124    I am doubtful that the applicants are precluded by the undertaking from lodging a proof of debt in the liquidation. In my view, the undertaking is directed to actions seeking remedies for enforcement of the Court’s judgment: cf., for example, s 53 of the Federal Court of Australia Act 1976 (Cth). Such actions may prejudice the liquidation by requiring funds expended in their defence or delay the finalisation of the liquidation. In contrast, lodging a proof of debt simply requires the liquidator to adjudicate upon the relevant proof. Further, the right to prove in the winding up arises out of a relevant debt (albeit one that must be proved in this case by a judgment).
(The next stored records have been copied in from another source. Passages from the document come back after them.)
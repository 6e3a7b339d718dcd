//! Key/value state persistence across sessions.
//!
//! This module provides the [`ValueStore`] and [`StorageBackend`]
//! infrastructure behind [`PersistedState`](crate::persisted_state::PersistedState).
//!
//! # Architecture
//!
//! ```text
//! ┌──────────────────────────────────────────────────────────────┐
//! │                        ValueStore                             │
//! │   - Non-throwing get/set facade, shared via Arc               │
//! │   - Logs and counts backend failures                          │
//! └──────────────────────────────────────────────────────────────┘
//!                              │
//!                              ▼
//! ┌──────────────────────────────────────────────────────────────┐
//! │                     StorageBackend                            │
//! │   - MemoryStorage: in-memory (testing, ephemeral)             │
//! │   - FileStorage: JSON file (requires state-persistence)       │
//! └──────────────────────────────────────────────────────────────┘
//! ```
//!
//! # Design Invariants
//!
//! 1. **Graceful degradation**: storage failures never panic and never reach
//!    the UI; [`ValueStore`] logs them and carries on.
//! 2. **Atomic writes**: file storage uses the write-rename pattern.
//! 3. **Last write wins**: every `set` replaces the stored string for its key.
//! 4. **Write-through**: `set` reaches the backend before it returns.
//!
//! # Failure Modes
//!
//! | Failure | Cause | Behavior |
//! |---------|-------|----------|
//! | `StorageError::Io` | File I/O failure | `get` yields `None`, `set` is dropped, both logged |
//! | `StorageError::Serialization` | Unparseable state file | File treated as empty, next write replaces it |
//! | `StorageError::Corruption` | Poisoned lock | Same as I/O |
//! | `StorageError::Unavailable` | Backend disabled | Same as I/O |
//! | Missing key | First run | `None`, caller falls back to its default |

use std::collections::HashMap;
use std::fmt;
use std::sync::atomic::{AtomicU64, Ordering};
use std::sync::{Arc, RwLock};
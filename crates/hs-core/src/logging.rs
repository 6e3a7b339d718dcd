#![forbid(unsafe_code)]

//! Logging and tracing support.
//!
//! Re-exports the tracing macros when the `tracing` feature is enabled.
//! When the feature is disabled, no-op macros with the same names are
//! exported at the crate root instead.

#[cfg(feature = "tracing")]
pub use tracing::{debug, error, info, trace, warn};

#[cfg(not(feature = "tracing"))]
mod noop_macros {
    /// No-op debug macro when tracing is disabled.
    #[macro_export]
    macro_rules! debug {
        ($($arg:tt)*) => {};
    }

    /// No-op error macro when tracing is disabled.
    #[macro_export]
    macro_rules! error {
        ($($arg:tt)*) => {};
    }

    /// No-op info macro when tracing is disabled.
    #[macro_export]
    macro_rules! info {
        ($($arg:tt)*) => {};
    }

    /// No-op trace macro when tracing is disabled.
    #[macro_export]
    macro_rules! trace {
        ($($arg:tt)*) => {};
    }

    /// No-op warn macro when tracing is disabled.
    #[macro_export]
    macro_rules! warn {
        ($($arg:tt)*) => {};
    }
}
impl WalletState {
    pub fn new(spec: &WalletSpec) -> Self {
        let now = Utc::now();
        Self {
            alias: spec.alias.clone(),
            pubkey: spec.pubkey.clone(),
            color: spec.color.clone(),
            wallet_id: spec.wallet_id,
            start_sol_balance: None,
            sol_balance: 0.0,
            sol_session_delta: 0.0,
            opened_at: now,
            last_activity_ts: now,
            start_token_balances: HashMap::new(),
            tokens: Vec::new(),
            has_token22: None,
            recent_events: Vec::new(),
            pnl_by_mint: HashMap::new(),
        }
    }

    /// Sets the live SOL balance, seeding the session baseline on first sight
    /// and recomputing (never accumulating) `sol_session_delta` (§3 invariant,
    /// §8 testable property 9).
    pub fn set_sol_balance(&mut self, sol_balance: f64) {
        if self.start_sol_balance.is_none() {
            self.start_sol_balance = Some(sol_balance);
        }
        self.sol_balance = sol_balance;
        self.sol_session_delta = match self.start_sol_balance {
            Some(baseline) => sol_balance - baseline,
            None => 0.0,
        };
        self.last_activity_ts = Utc::now();
    }

    /// Seeds the sticky per-mint session baseline the first time a positive
    /// balance is observed for `mint` (§3 Lifecycle).
    pub fn seed_token_baseline(&mut self, mint: &str, ui_amount: f64) {
        if ui_amount > 0.0 {
            self.start_token_balances
                .entry(mint.to_string())
                .or_insert(ui_amount);
        }
    }

    /// Prepends a recent-event entry, truncating from the tail at the cap
    /// (§3 invariant, §8 testable property 2).
    pub fn push_recent_event(&mut self, summary: impl Into<String>) {
        self.recent_events.insert(
            0,
            RecentEvent {
                ts: Utc::now(),
                summary: summary.into(),
            },
        );
        self.recent_events.truncate(RECENT_EVENTS_CAP);
        self.last_activity_ts = Utc::now();
    }

    /// Re-sorts `tokens` so stable-tagged mints sort first, preserving
    /// relative order within each group (§3 invariant).
    pub fn sort_tokens(&mut self, is_stable: impl Fn(&str) -> bool) {
        self.tokens
            .sort_by_key(|t| if is_stable(&t.mint) { 0 } else { 1 });
    }
}

#[derive(Debug, Clone, Copy, Serialize, Deserialize, PartialEq)]
pub enum SubscriptionKind {
    Slot,
    Account,
    Logs,
}

#[derive(Debug, Clone, Serialize, Deserialize, PartialEq)]
pub enum SupervisorState {
    Inactive,
    Subscribing,
    Active,
    Backoff,
}

/// Per-subscription-kind reconnect supervisor surface (§9 resolved open
/// question, §10.5).
#[derive(Debug, Clone, Serialize, Deserialize, PartialEq)]
pub struct WsSupervisorEntry {
    pub state: SupervisorState,
    pub attempt: u32,
    pub next_retry_at_ms: Option<i64>,
}

impl Default for WsSupervisorEntry {
    fn default() -> Self {
        Self {
            state: SupervisorState::Inactive,
            attempt: 0,
            next_retry_at_ms: None,
        }
    }
}

#[derive(Debug, Clone, Serialize, Deserialize, PartialEq)]
pub struct Alert {
    pub ts: DateTime<Utc>,
    pub level: AlertLevel,
    pub message: String,
}

#[derive(Debug, Clone, Copy, Serialize, Deserialize, PartialEq, Eq)]
#[serde(rename_all = "lowercase")]
pub enum AlertLevel {
    Info,
    Warn,
    Error,
}

pub const ALERTS_CAP: usize = 8;

#[derive(Debug, Clone, Serialize, Deserialize, Default, PartialEq)]
pub struct HealthSnapshot {
    pub uptime_sec: u64,
    pub rss_bytes: Option<u64>,
    pub load_avg_1m: Option<f64>,
    pub event_loop_lag_ms: u64,
    pub last_sol_ms: Option<i64>,
    pub last_token_ms: Option<i64>,
    pub last_data_api_ms: Option<i64>,
    pub ws_slot: Option<u64>,
    pub ws_root: Option<u64>,
    pub ws_last_slot_age_ms: Option<i64>,
    pub wallet_count: usize,
    pub wallet_stale_count: usize,
    pub updated_at: Option<DateTime<Utc>>,
}

/// Service-level metadata riding alongside wallet state in the snapshot.
#[derive(Debug, Clone, Serialize, Deserialize, Default, PartialEq)]
pub struct ServiceSection {
    pub alerts: Vec<Alert>,
    pub health: HealthSnapshot,
    pub ws_supervisor: HashMap<String, WsSupervisorEntry>,
    pub transactions: Vec<TransactionRow>,
}
/// Reconnect backoff policy (SPEC_FULL.md §9 resolved open question, §11).
///
/// Exponential backoff with full jitter: `base * factor^attempt`, clamped to
/// `cap`, then a uniform random delay is drawn in `[0, clamped)`. Attempt `0`
/// is the first retry after an initial failure.
use std::time::Duration;

use rand::Rng;

#[derive(Debug, Clone, Copy)]
pub struct BackoffPolicy {
    pub base: Duration,
    pub factor: f64,
    pub cap: Duration,
}

impl Default for BackoffPolicy {
    fn default() -> Self {
        Self {
            base: Duration::from_millis(500),
            factor: 2.0,
            cap: Duration::from_secs(30),
        }
    }
}

impl BackoffPolicy {
    /// Upper bound of the delay window for `attempt` (0-indexed), before jitter.
    pub fn ceiling(&self, attempt: u32) -> Duration {
        let scaled = self.base.as_secs_f64() * self.factor.powi(attempt as i32);
        let capped = scaled.min(self.cap.as_secs_f64());
        Duration::from_secs_f64(capped)
    }

    /// Draws a jittered delay for `attempt` using `rng`.
    pub fn delay_with(&self, attempt: u32, rng: &mut impl Rng) -> Duration {
        let ceiling = self.ceiling(attempt);
        if ceiling.is_zero() {
            return ceiling;
        }
        let jittered_secs = rng.gen_range(0.0..ceiling.as_secs_f64());
        Duration::from_secs_f64(jittered_secs)
    }

    pub fn delay(&self, attempt: u32) -> Duration {
        self.delay_with(attempt, &mut rand::thread_rng())
    }
}
/// Wallet manager: couples live-account notifications to the refresh
/// scheduler and folds fetched chain data back into the HUD store
/// (SPEC_FULL.md §4.9, C9).
///
/// Shaped after the teacher's `WalletHandler` (`src/handlers/wallet_handler.rs`):
/// a thin struct wrapping shared collaborators behind `Arc`, with async
/// methods that acquire only the lock they need and release it before
/// touching anything else.
use std::collections::HashMap;
use std::sync::Arc;

use tracing::{info, warn};

use crate::db::OperationalDb;
use crate::errors::WarchestResult;
use crate::hud::{HudStore, TokenRow};
use crate::pagination::fetch_all_token_accounts;
use crate::pricing::PricingClient;
use crate::rpc::RpcApi;
use crate::scheduler::RefreshScheduler;

const LAMPORTS_PER_SOL: f64 = 1_000_000_000.0;

pub struct WalletManager {
    store: Arc<HudStore>,
    rpc: Arc<dyn RpcApi + Send + Sync>,
    pricing: Arc<PricingClient>,
    db: Arc<OperationalDb>,
    stable_mints: Vec<String>,
}

impl WalletManager {
    pub fn new(
        store: Arc<HudStore>,
        rpc: Arc<dyn RpcApi + Send + Sync>,
        pricing: Arc<PricingClient>,
        db: Arc<OperationalDb>,
        stable_mints: Vec<String>,
    ) -> Self {
        Self {
            store,
            rpc,
            pricing,
            db,
            stable_mints,
        }
    }

    /// A `logsNotification` arrived for `alias`'s pubkey: push a recent-event
    /// line immediately (so the HUD feels live even before the refresh lands)
    /// and request a debounced refresh via `scheduler` (kept as a caller-
    /// supplied parameter rather than a stored field, since the scheduler's
    /// own refresh closure is what constructs this manager in the first
    /// place; see `service::Service::init`).
    pub async fn on_log_notification(
        &self,
        scheduler: &RefreshScheduler,
        alias: &str,
        signature: &str,
        err: Option<&str>,
    ) {
        let summary = match err {
            Some(e) => format!("tx {signature} failed: {e}"),
            None => format!("tx {signature} observed"),
        };
        let alias_owned = alias.to_string();
        self.store.mutate(move |snapshot| {
            if let Some(wallet) = snapshot.state.get_mut(&alias_owned) {
                wallet.push_recent_event(summary);
            }
        });
        scheduler.request_refresh(alias).await;
    }

    /// An `accountNotification` arrived for `alias`'s owner account: the
    /// notification payload itself is not trusted as ground truth (§4.9),
    /// it only triggers a debounced re-fetch.
    pub async fn on_account_notification(&self, scheduler: &RefreshScheduler, alias: &str) {
        scheduler.request_refresh(alias).await;
    }

    /// Fetches the current SOL balance and full token inventory for `pubkey`
    /// and folds it into the store entry for `alias`.
    pub async fn refresh_wallet(&self, alias: &str, pubkey: &str) -> WarchestResult<()> {
        let lamports = self.rpc.get_sol_balance_lamports(pubkey).await?;
        let sol_balance = lamports as f64 / LAMPORTS_PER_SOL;

        let token_accounts = fetch_all_token_accounts(self.rpc.as_ref(), pubkey).await?;
        if token_accounts.truncated {
            warn!(alias, "token account fetch truncated at the page cap");
        }

        let mints: Vec<String> = token_accounts
            .accounts
            .iter()
            .map(|a| a.mint.clone())
            .collect();
        let market_data = self.pricing.fetch_batch(&mints).await.unwrap_or_default();

        // Metadata/market lookups happen here, outside the store's write lock,
        // so the mutate closure below only ever touches plain owned data.
        let symbols: HashMap<String, Option<String>> = mints
            .iter()
            .map(|mint| {
                let symbol = self
                    .pricing
                    .cached_metadata(mint)
                    .and_then(|meta| meta.symbol.clone());
                (mint.clone(), symbol)
            })
            .collect();

        let stable_mints = self.stable_mints.clone();
        let alias_owned = alias.to_string();
        let has_token22 = token_accounts.saw_token22;
        let accounts = token_accounts.accounts;
        let token_count = accounts.len();

        self.store.mutate(move |snapshot| {
            let Some(wallet) = snapshot.state.get_mut(&alias_owned) else {
                return;
            };
            wallet.set_sol_balance(sol_balance);
            wallet.has_token22 = Some(has_token22);

            let mut rows = Vec::with_capacity(accounts.len());
            for account in &accounts {
                wallet.seed_token_baseline(&account.mint, account.ui_amount);
                let baseline = wallet
                    .start_token_balances
                    .get(&account.mint)
                    .copied()
                    .unwrap_or(account.ui_amount);
                let market = market_data.get(&account.mint);
                let symbol = symbols.get(&account.mint).cloned().flatten();

                rows.push(TokenRow {
                    symbol,
                    mint: account.mint.clone(),
                    balance: account.ui_amount,
                    session_delta: account.ui_amount - baseline,
                    usd_estimate: market
                        .and_then(|m| m.price_usd)
                        .map(|price| price * account.ui_amount),
                    decimals: Some(account.decimals),
                    price_usd: market.and_then(|m| m.price_usd),
                    change_pct: market.and_then(|m| m.change_pct.clone()),
                    liquidity_usd: market.and_then(|m| m.liquidity_usd),
                    market_cap_usd: market.and_then(|m| m.market_cap_usd),
                    holders: market.and_then(|m| m.holders),
                    risk_score: market.and_then(|m| m.risk_score),
                    top10_pct: market.and_then(|m| m.top10_pct),
                    sniper_pct: market.and_then(|m| m.sniper_pct),
                    dev_pct: market.and_then(|m| m.dev_pct),
                    risk_tags: market.map(|m| m.risk_tags.clone()).unwrap_or_default(),
                });
            }
            wallet.tokens = rows;
            wallet.sort_tokens(|mint| stable_mints.iter().any(|m| m == mint));
        });

        info!(alias, sol_balance, token_count, "wallet refreshed");

        let wallet_id = self
            .store
            .get_snapshot()
            .state
            .get(alias)
            .and_then(|w| w.wallet_id);
        self.refresh_pnl(alias, wallet_id, &market_data).await;

        Ok(())
    }

    /// Runs after `refreshTokens` succeeds, in the same refresh tick
    /// (SPEC_FULL.md §4.6: "refreshTokens and refreshPnl in sequence"). A DB
    /// failure here never fails the overall refresh: the prior `pnlByMint` is
    /// preserved, a change is still emitted, and the error is only logged
    /// (§4.11 failure table).
    async fn refresh_pnl(
        &self,
        alias: &str,
        wallet_id: Option<i64>,
        market_data: &HashMap<String, crate::pricing::TokenMarketData>,
    ) {
        let Some(wallet_id) = wallet_id else {
            return;
        };

        let current_prices: HashMap<String, f64> = market_data
            .iter()
            .filter_map(|(mint, data)| data.price_usd.map(|price| (mint.clone(), price)))
            .collect();

        match self.db.load_pnl_rows(wallet_id, &current_prices).await {
            Ok(rows) => {
                let pnl_by_mint: HashMap<String, crate::hud::PnlRow> =
                    rows.into_iter().map(|row| (row.mint.clone(), row)).collect();
                let alias_owned = alias.to_string();
                self.store.mutate(move |snapshot| {
                    if let Some(wallet) = snapshot.state.get_mut(&alias_owned) {
                        wallet.pnl_by_mint = pnl_by_mint;
                    }
                });
            }
            Err(e) => {
                warn!(alias, error = %e, "pnl refresh failed, keeping prior pnlByMint");
                // Still emit a change so observers waiting on this tick unblock.
                self.store.mutate(|_| {});
            }
        }
    }
}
However, it is not obvious that exercise of a right to lodge proof of a debt, where founded upon a court order, is relevantly an act of enforcement of that order.

125    The liquidators did not oppose a variation to the undertaking, provided that the applicants did not seek to recover any monetary orders (including costs orders) other than by proving in Empower’s liquidation ranking with all other unsecured creditors.

126    In the circumstances, and for the avoidance of doubt, I will release the applicants from their undertaking given on 1 August 2017 in the event that the applicants file a further undertaking to the following effect:

The applicants undertake to the Court not to take any steps to enforce the orders of the Court made on 20 September 2019 without further leave of the Court, except by seeking to prove in the external administration of the Cornerstone Investments Aust Pty Ltd (in liq) as unsecured creditors.

Conclusion

127    I will make a declaration and orders accordingly.

I certify that the preceding one hundred and twenty-seven (127) numbered paragraphs are a true copy of the Reasons for Judgment herein of the Honourable Justice Gleeson.